The general idea is to match a line that doesn’t contain the string ‘
42', print it to the shell, and move on to the next line.
re.finditer(pattern, string) accomplishes this easily by returning an iterator over all match objects.
The regex pattern
'^((?!42).)*$' matches the whole line from the first position
'^' to the last position
'$'. If you need a refresher on the start-of-the-line and end-of-the-line metacharacters, read this 5-min tutorial.
In between, you match an arbitrary number of characters: the asterisk quantifier does that for you. If you need help understanding the asterisk quantifier, check out this blog tutorial.
Which characters do you match? Only those where you don’t have the negative word
'42' in your lookahead. If you need a refresher on lookaheads, check out this tutorial.

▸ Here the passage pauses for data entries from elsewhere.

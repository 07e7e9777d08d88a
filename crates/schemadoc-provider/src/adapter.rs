use schemadoc_core::{Result, SchemaSnapshot};

/// Trait implemented by metadata providers that can produce schema snapshots.
pub trait SchemaProvider {
    /// Returns the provider identifier (e.g. `json`).
    fn kind(&self) -> &'static str;

    /// Resolve `reference` and return its tables in registry order.
    fn load(&self, reference: &str) -> Result<SchemaSnapshot>;
}

impl<P: SchemaProvider + ?Sized> SchemaProvider for &P {
    fn kind(&self) -> &'static str {
        (**self).kind()
    }

    fn load(&self, reference: &str) -> Result<SchemaSnapshot> {
        (**self).load(reference)
    }
}
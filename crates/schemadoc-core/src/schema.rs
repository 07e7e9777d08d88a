use schemars::JsonSchema;
use serde::{Deserialize, Serialize};

use crate::constraints::{ConstraintDescriptor, ForeignKeyRef, IndexDescriptor};

/// Immutable collection of table descriptors for one build.
///
/// Tables keep the order of the registry they were read from; the renderer
/// never re-sorts them.
#[derive(Debug, Clone, Default, PartialEq, Eq, Serialize, Deserialize, JsonSchema)]
pub struct SchemaSnapshot {
    pub tables: Vec<TableDescriptor>,
}

impl SchemaSnapshot {
    pub fn new(tables: Vec<TableDescriptor>) -> Self {
        Self { tables }
    }

    pub fn is_empty(&self) -> bool {
        self.tables.is_empty()
    }

    pub fn len(&self) -> usize {
        self.tables.len()
    }

    pub fn iter(&self) -> std::slice::Iter<'_, TableDescriptor> {
        self.tables.iter()
    }
}

/// A table with its columns, indexes and constraints.
#[derive(Debug, Clone, PartialEq, Eq, Serialize, Deserialize, JsonSchema)]
pub struct TableDescriptor {
    pub name: String,
    /// Schema (namespace) qualifier, absent for unscoped tables.
    #[serde(default, skip_serializing_if = "Option::is_none")]
    pub schema: Option<String>,
    #[serde(default, skip_serializing_if = "Option::is_none")]
    pub comment: Option<String>,
    pub columns: Vec<ColumnDescriptor>,
    #[serde(default)]
    pub indexes: Vec<IndexDescriptor>,
    #[serde(default)]
    pub constraints: Vec<ConstraintDescriptor>,
}

impl TableDescriptor {
    /// Table name prefixed with its schema when it has one.
    pub fn qualified_name(&self) -> String {
        match &self.schema {
            Some(schema) => format!("{}.{}", schema, self.name),
            None => self.name.clone(),
        }
    }
}

/// Column metadata for a table.
#[derive(Debug, Clone, PartialEq, Eq, Serialize, Deserialize, JsonSchema)]
pub struct ColumnDescriptor {
    pub name: String,
    /// Declared type as written by the metadata provider (e.g. `VARCHAR(50)`).
    #[serde(rename = "type")]
    pub data_type: String,
    #[serde(default = "default_nullable")]
    pub nullable: bool,
    #[serde(default, skip_serializing_if = "Option::is_none")]
    pub default: Option<String>,
    #[serde(default)]
    pub primary_key: bool,
    #[serde(default)]
    pub unique: bool,
    #[serde(default, skip_serializing_if = "Option::is_none")]
    pub foreign_key: Option<ForeignKeyRef>,
    #[serde(default, skip_serializing_if = "Option::is_none")]
    pub comment: Option<String>,
}

impl ColumnDescriptor {
    pub fn is_foreign_key(&self) -> bool {
        self.foreign_key.is_some()
    }
}

fn default_nullable() -> bool {
    true
}
use schemadoc_core::{ColumnDescriptor, TableDescriptor};

use crate::config::{Field, RenderConfig};

/// Display cells of one column, in `config.fields` order.
pub type ProjectedRow = Vec<(Field, String)>;

/// Project every column of `table`, in declaration order.
pub fn project(table: &TableDescriptor, config: &RenderConfig) -> Vec<ProjectedRow> {
    table
        .columns
        .iter()
        .map(|column| project_column(column, config))
        .collect()
}

pub fn project_column(column: &ColumnDescriptor, config: &RenderConfig) -> ProjectedRow {
    config
        .fields
        .iter()
        .map(|field| (*field, cell(*field, column, config)))
        .collect()
}

fn cell(field: Field, column: &ColumnDescriptor, config: &RenderConfig) -> String {
    let symbol = |flag: bool| {
        if flag {
            config.tick.clone()
        } else {
            config.cross.clone()
        }
    };

    match field {
        Field::Column => format!("`{}`", escape_cell(&column.name)),
        Field::Type => escape_cell(&column.data_type),
        Field::Nullable => symbol(column.nullable),
        // Absent defaults stay empty so they never read like a literal value.
        Field::Default => column.default.as_deref().map(escape_cell).unwrap_or_default(),
        Field::PrimaryKey => symbol(column.primary_key),
        Field::Unique => symbol(column.unique),
        Field::ForeignKey => symbol(column.is_foreign_key()),
        Field::References => column
            .foreign_key
            .as_ref()
            .map(|target| {
                let target = escape_cell(&target.to_string());
                format!("*{}*", target.replace('.', "&period;"))
            })
            .unwrap_or_default(),
        Field::Comment => column.comment.as_deref().map(escape_cell).unwrap_or_default(),
    }
}

/// Keep free text from breaking the markdown table row.
pub(crate) fn escape_cell(text: &str) -> String {
    text.replace('|', "\\|")
        .replace("\r\n", " ")
        .replace('\n', " ")
}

The lookahead itself doesn’t consume a character. Thus, you need to consume it manually by adding the dot metacharacter
. which matches all characters except the newline character
'\n'. As it turns out, there’s also a blog tutorial on the dot metacharacter.
Finally, you need to define the
re.MULTILINE flag, in short:
re.M, because it allows the start
^ and end
$ metacharacters to match also at the start and end of each line (not only at the start and end of each string). You can read more about the flags argument at this blog tutorial.

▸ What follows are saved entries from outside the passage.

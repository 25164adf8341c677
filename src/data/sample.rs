//! Synthetic purchase-history generation.
//!
//! A hidden market level follows a geometric random walk with drift. Each item
//! has a lognormal base price and is ordered on random days; an observed price
//! is `base × market(day) × noise`, where noise is lognormal with occasional
//! jumps that mimic data-entry errors. The hidden market path is returned too,
//! so callers can check how well an index recovers it.

use std::collections::hash_map::DefaultHasher;
use std::hash::{Hash, Hasher};

use chrono::{Days, NaiveDate};
use rand::prelude::*;
use rand::rngs::StdRng;
use rand_distr::{LogNormal, Normal, Poisson};

use crate::domain::{CurvePoint, Observation};
use crate::error::{IndexError, Result};

/// Parameters of a synthetic sample.
#[derive(Debug, Clone)]
pub struct SampleConfig {
    pub n_items: usize,
    pub start: NaiveDate,
    pub end: NaiveDate,
    pub seed: u64,
    /// Expected yearly market drift (`0.08` = +8% per year).
    pub annual_drift: f64,
    /// Daily log-volatility of the market level.
    pub daily_vol: f64,
    /// Log-sigma of per-order price noise.
    pub noise: f64,
    /// Mean number of orders per item (at least one order is always drawn).
    pub mean_orders: f64,
    /// Probability that an order is recorded twice on the same day.
    pub duplicate_prob: f64,
    /// Probability that a price is off by a factor `exp(±jump_k)`.
    pub jump_prob: f64,
    pub jump_k: f64,
}

impl SampleConfig {
    pub fn new(start: NaiveDate, end: NaiveDate) -> Self {
        Self {
            n_items: 50,
            start,
            end,
            seed: 42,
            annual_drift: 0.08,
            daily_vol: 0.002,
            noise: 0.05,
            mean_orders: 6.0,
            duplicate_prob: 0.05,
            jump_prob: 0.02,
            jump_k: 1.5,
        }
    }

    fn validate(&self) -> Result<()> {
        let invalid = |msg: &str| Err(IndexError::InvalidConfig(msg.to_string()));
        if self.n_items == 0 {
            return invalid("Sample item count must be > 0.");
        }
        if self.start > self.end {
            return invalid("Sample start date must not be after end date.");
        }
        if !(self.annual_drift.is_finite() && self.annual_drift > -1.0) {
            return invalid("Annual drift must be finite and > -100%.");
        }
        if !(self.daily_vol.is_finite() && self.daily_vol >= 0.0) {
            return invalid("Daily volatility must be finite and >= 0.");
        }
        if !(self.noise.is_finite() && self.noise >= 0.0) {
            return invalid("Noise must be finite and >= 0.");
        }
        if !(self.mean_orders.is_finite() && self.mean_orders >= 1.0) {
            return invalid("Mean orders per item must be >= 1.");
        }
        if !(0.0..1.0).contains(&self.duplicate_prob) || !(0.0..1.0).contains(&self.jump_prob) {
            return invalid("Probabilities must be within [0, 1).");
        }
        if !(self.jump_k.is_finite() && self.jump_k >= 0.0) {
            return invalid("Jump magnitude must be finite and >= 0.");
        }
        Ok(())
    }
}

/// Generated observations plus the hidden market level (1.0 on `start`).
#[derive(Debug, Clone)]
pub struct SampleData {
    pub observations: Vec<Observation>,
    pub market: Vec<CurvePoint>,
}

pub fn generate_sample(config: &SampleConfig) -> Result<SampleData> {
    config.validate()?;

    let mut rng = StdRng::seed_from_u64(sample_seed(config));
    let normal = Normal::new(0.0, 1.0)
        .map_err(|e| IndexError::InvalidConfig(format!("Noise distribution error: {e}")))?;
    let base_price = LogNormal::new(100.0_f64.ln(), 1.0)
        .map_err(|e| IndexError::InvalidConfig(format!("Price distribution error: {e}")))?;

    let market = market_path(config, &mut rng, &normal);

    // Orders beyond the first one per item.
    let extra_orders = if config.mean_orders > 1.0 {
        Some(
            Poisson::new(config.mean_orders - 1.0)
                .map_err(|e| IndexError::InvalidConfig(format!("Order distribution error: {e}")))?,
        )
    } else {
        None
    };

    let correction = jump_mean_correction(config.noise, config.jump_prob, config.jump_k);
    let mut observations = Vec::new();

    for i in 0..config.n_items {
        let item_id = format!("item-{:04}", i + 1);
        let base: f64 = base_price.sample(&mut rng);
        let n_orders = 1 + extra_orders
            .as_ref()
            .map(|p| p.sample(&mut rng) as usize)
            .unwrap_or(0);

        for _ in 0..n_orders {
            let offset = rng.gen_range(0..market.len());
            let day = market[offset];
            let copies = if rng.r#gen::<f64>() < config.duplicate_prob { 2 } else { 1 };
            for _ in 0..copies {
                let z = normal.sample(&mut rng);
                let jump = sample_jump(&mut rng, config.jump_prob, config.jump_k);
                let exponent = config.noise * z + jump - correction;
                observations.push(Observation {
                    item_id: item_id.clone(),
                    date: day.date,
                    price: base * day.coefficient * exponent.exp(),
                });
            }
        }
    }

    observations.sort_by(|a, b| a.date.cmp(&b.date).then_with(|| a.item_id.cmp(&b.item_id)));

    Ok(SampleData {
        observations,
        market,
    })
}

fn market_path(config: &SampleConfig, rng: &mut StdRng, normal: &Normal<f64>) -> Vec<CurvePoint> {
    let n_days = ((config.end - config.start).num_days() + 1) as usize;
    let mu = (1.0 + config.annual_drift).ln() / 365.0;
    let sigma = config.daily_vol;

    let mut out = Vec::with_capacity(n_days);
    let mut level = 1.0_f64;
    for offset in 0..n_days {
        let date = config
            .start
            .checked_add_days(Days::new(offset as u64))
            .unwrap_or(config.end);
        out.push(CurvePoint {
            date,
            coefficient: level,
        });
        let z = normal.sample(rng);
        level *= (mu + sigma * z - 0.5 * sigma * sigma).exp();
    }
    out
}

// Mean correction so E[exp(log-noise)] == 1.0 (keeps prices unbiased).
fn jump_mean_correction(sigma: f64, p: f64, k: f64) -> f64 {
    let p_half = 0.5 * p;
    let m1 = (1.0 - p) + p_half * k.exp() + p_half * (-k).exp();
    0.5 * sigma * sigma + m1.ln()
}

fn sample_jump(rng: &mut StdRng, p: f64, k: f64) -> f64 {
    let roll: f64 = rng.r#gen();
    if roll < 0.5 * p {
        k
    } else if roll < p {
        -k
    } else {
        0.0
    }
}

fn sample_seed(config: &SampleConfig) -> u64 {
    let mut hasher = DefaultHasher::new();
    config.seed.hash(&mut hasher);
    config.n_items.hash(&mut hasher);
    config.start.hash(&mut hasher);
    config.end.hash(&mut hasher);
    config.annual_drift.to_bits().hash(&mut hasher);
    config.daily_vol.to_bits().hash(&mut hasher);
    config.noise.to_bits().hash(&mut hasher);
    config.mean_orders.to_bits().hash(&mut hasher);
    config.duplicate_prob.to_bits().hash(&mut hasher);
    config.jump_prob.to_bits().hash(&mut hasher);
    config.jump_k.to_bits().hash(&mut hasher);
    hasher.finish()
}

#[cfg(test)]
mod tests {
    use super::*;

    fn d(y: i32, m: u32, day: u32) -> NaiveDate {
        NaiveDate::from_ymd_opt(y, m, day).unwrap()
    }

    #[test]
    fn sample_is_reproducible() {
        let config = SampleConfig::new(d(2020, 1, 1), d(2021, 12, 31));
        let a = generate_sample(&config).unwrap();
        let b = generate_sample(&config).unwrap();
        assert_eq!(a.observations, b.observations);

        let other = SampleConfig { seed: 7, ..config };
        let c = generate_sample(&other).unwrap();
        assert_ne!(a.observations, c.observations);
    }

    #[test]
    fn sample_respects_bounds() {
        let config = SampleConfig {
            n_items: 20,
            ..SampleConfig::new(d(2020, 1, 1), d(2020, 12, 31))
        };
        let data = generate_sample(&config).unwrap();

        assert_eq!(data.market.len(), 366);
        assert_eq!(data.market[0].coefficient, 1.0);
        assert!(data.observations.len() >= 20);
        for o in &data.observations {
            assert!(o.date >= config.start && o.date <= config.end);
            assert!(o.price.is_finite() && o.price > 0.0);
        }
        for w in data.observations.windows(2) {
            assert!(w[0].date <= w[1].date);
        }
    }

    #[test]
    fn invalid_config_is_rejected() {
        let config = SampleConfig {
            n_items: 0,
            ..SampleConfig::new(d(2020, 1, 1), d(2020, 12, 31))
        };
        assert!(matches!(generate_sample(&config), Err(IndexError::InvalidConfig(_))));
    }

    #[test]
    fn jump_correction_zero_without_noise() {
        assert!(jump_mean_correction(0.0, 0.0, 2.0).abs() < 1e-15);
    }
}
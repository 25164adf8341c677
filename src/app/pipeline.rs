//! Shared "index pipeline" logic used by the CLI commands.
//!
//! Keeping this in one place avoids duplicating the core workflow:
//! CSV ingest -> horizon resolution -> cached or fresh index build -> model
//!
//! The command handlers can then focus on presentation (printing, plots, exports).

use std::path::{Path, PathBuf};

use chrono::{Datelike, Days, NaiveDate};
use tracing::info;

use crate::cache::{BuiltToday, CacheStatus, IndexRequest, JsonFileCache, cache_key, load_or_build};
use crate::domain::{DatasetStats, IndexConfig, MeanKind};
use crate::error::{AppError, IndexError};
use crate::index::build_price_index;
use crate::io::ingest::{IngestedData, load_observations};
use crate::models::{LastPriceModel, MeanPriceModel, PriceIndexModel, PricePredictor};
use crate::scoring::{BenchmarkReport, benchmark};

/// Days added to today for the default end of the horizon (three years).
pub const DEFAULT_HORIZON_DAYS: u64 = 3 * 366;

/// Resolved settings of one run that builds an index.
#[derive(Debug, Clone)]
pub struct RunConfig {
    pub input: PathBuf,
    pub min_date: Option<NaiveDate>,
    pub max_date: Option<NaiveDate>,
    pub outliers_percentile: f64,
    pub cache_dir: Option<PathBuf>,
    /// Rebuild even when the cache holds a fresh index.
    pub refresh: bool,
    pub today: NaiveDate,
}

impl RunConfig {
    /// Index settings as given, before horizon defaults are filled in.
    pub fn request(&self) -> IndexRequest {
        IndexRequest {
            min_date: self.min_date,
            max_date: self.max_date,
            outliers_percentile: self.outliers_percentile,
        }
    }
}

/// All computed outputs of a single index run.
#[derive(Debug, Clone)]
pub struct IndexRun {
    pub ingest: IngestedData,
    pub model: PriceIndexModel,
    /// `None` when caching is disabled.
    pub cache_status: Option<CacheStatus>,
}

/// A single item price prediction.
#[derive(Debug, Clone, PartialEq)]
pub struct Prediction {
    pub item_id: String,
    pub date: NaiveDate,
    pub price: f64,
    pub base_price: f64,
}

/// Outputs of a benchmark run.
#[derive(Debug, Clone)]
pub struct BenchRun {
    pub ingest: IngestedData,
    pub report: BenchmarkReport,
}

/// Fill in horizon defaults from the data and validate the result.
///
/// - `min_date`: 1 January of the earliest observation's year
/// - `max_date`: today + three years, extended to the latest observation
pub fn resolve_index_config(run: &RunConfig, stats: &DatasetStats) -> Result<IndexConfig, IndexError> {
    let min_date = match run.min_date {
        Some(d) => d,
        None => NaiveDate::from_ymd_opt(stats.date_min.year(), 1, 1).unwrap_or(stats.date_min),
    };
    let max_date = match run.max_date {
        Some(d) => d,
        None => run
            .today
            .checked_add_days(Days::new(DEFAULT_HORIZON_DAYS))
            .unwrap_or(run.today)
            .max(stats.date_max),
    };

    let config = IndexConfig::new(min_date, max_date).with_outliers_percentile(run.outliers_percentile);
    config.validate()?;
    Ok(config)
}

/// Execute the index pipeline and return the fitted model.
pub fn run_index(run: &RunConfig) -> Result<IndexRun, AppError> {
    let ingest = load_observations(&run.input)?;
    let config = resolve_index_config(run, &ingest.stats)?;
    info!(
        rows = ingest.rows_used,
        skipped = ingest.row_errors.len(),
        min_date = %config.min_date,
        max_date = %config.max_date,
        "loaded observations"
    );

    let build = || build_price_index(&ingest.observations, &config);
    let (index, cache_status) = match &run.cache_dir {
        Some(dir) => {
            let cache = JsonFileCache::new(dir);
            let key = cache_key(&input_label(&run.input), &run.request(), &ingest.observations);
            let (index, status) = load_or_build(&cache, &BuiltToday, &key, run.today, run.refresh, build)?;
            (index, Some(status))
        }
        None => (build()?, None),
    };

    let model = PriceIndexModel::from_index(index, &ingest.observations)?;
    Ok(IndexRun {
        ingest,
        model,
        cache_status,
    })
}

/// Predict one item's price on `date` from a finished index run.
pub fn predict_item(run: &IndexRun, item_id: &str, date: NaiveDate) -> Result<Prediction, AppError> {
    let price = run.model.predict(item_id, date)?;
    let base_price = run.model.base_price(item_id)?;
    Ok(Prediction {
        item_id: item_id.to_string(),
        date,
        price,
        base_price,
    })
}

/// Models compared by `pidx bench`, index model first.
pub fn benchmark_models(config: IndexConfig) -> Vec<Box<dyn PricePredictor>> {
    vec![
        Box::new(PriceIndexModel::new(config)),
        Box::new(MeanPriceModel::new(MeanKind::Geometric)),
        Box::new(MeanPriceModel::new(MeanKind::Arithmetic)),
        Box::new(LastPriceModel::new()),
    ]
}

/// Execute the benchmark pipeline.
///
/// The horizon is resolved over the whole file so test dates stay inside it.
pub fn run_bench(run: &RunConfig, split_date: NaiveDate) -> Result<BenchRun, AppError> {
    let ingest = load_observations(&run.input)?;
    let config = resolve_index_config(run, &ingest.stats)?;
    if !config.contains(split_date) {
        return Err(IndexError::InvalidConfig(format!(
            "Split date {split_date} lies outside the index horizon [{}, {}].",
            config.min_date, config.max_date
        ))
        .into());
    }

    let mut models = benchmark_models(config);
    let report = benchmark(&mut models, &ingest.observations, split_date)?;
    Ok(BenchRun { ingest, report })
}

fn input_label(path: &Path) -> String {
    path.file_name()
        .map(|n| n.to_string_lossy().into_owned())
        .unwrap_or_else(|| "input".to_string())
}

Together, this regular expression matches all lines that do not contain the specific word
In case you had some problems understanding the concept of lookahead (and why it doesn’t consume anything), have a look at this explanation from the matching group tutorial on this blog:
Positive Lookahead (?=…)
The concept of lookahead is a very powerful one and any advanced coder should know it. A friend recently told me that he had written a complicated regex that ignores the order of occurrences of two words in a given text. It’s a challenging problem and without the concept of lookahead, the resulting code will be complicated and hard to understand. However, the concept of lookahead makes this problem simple to write and read.
But first things first: how does the lookahead assertion work?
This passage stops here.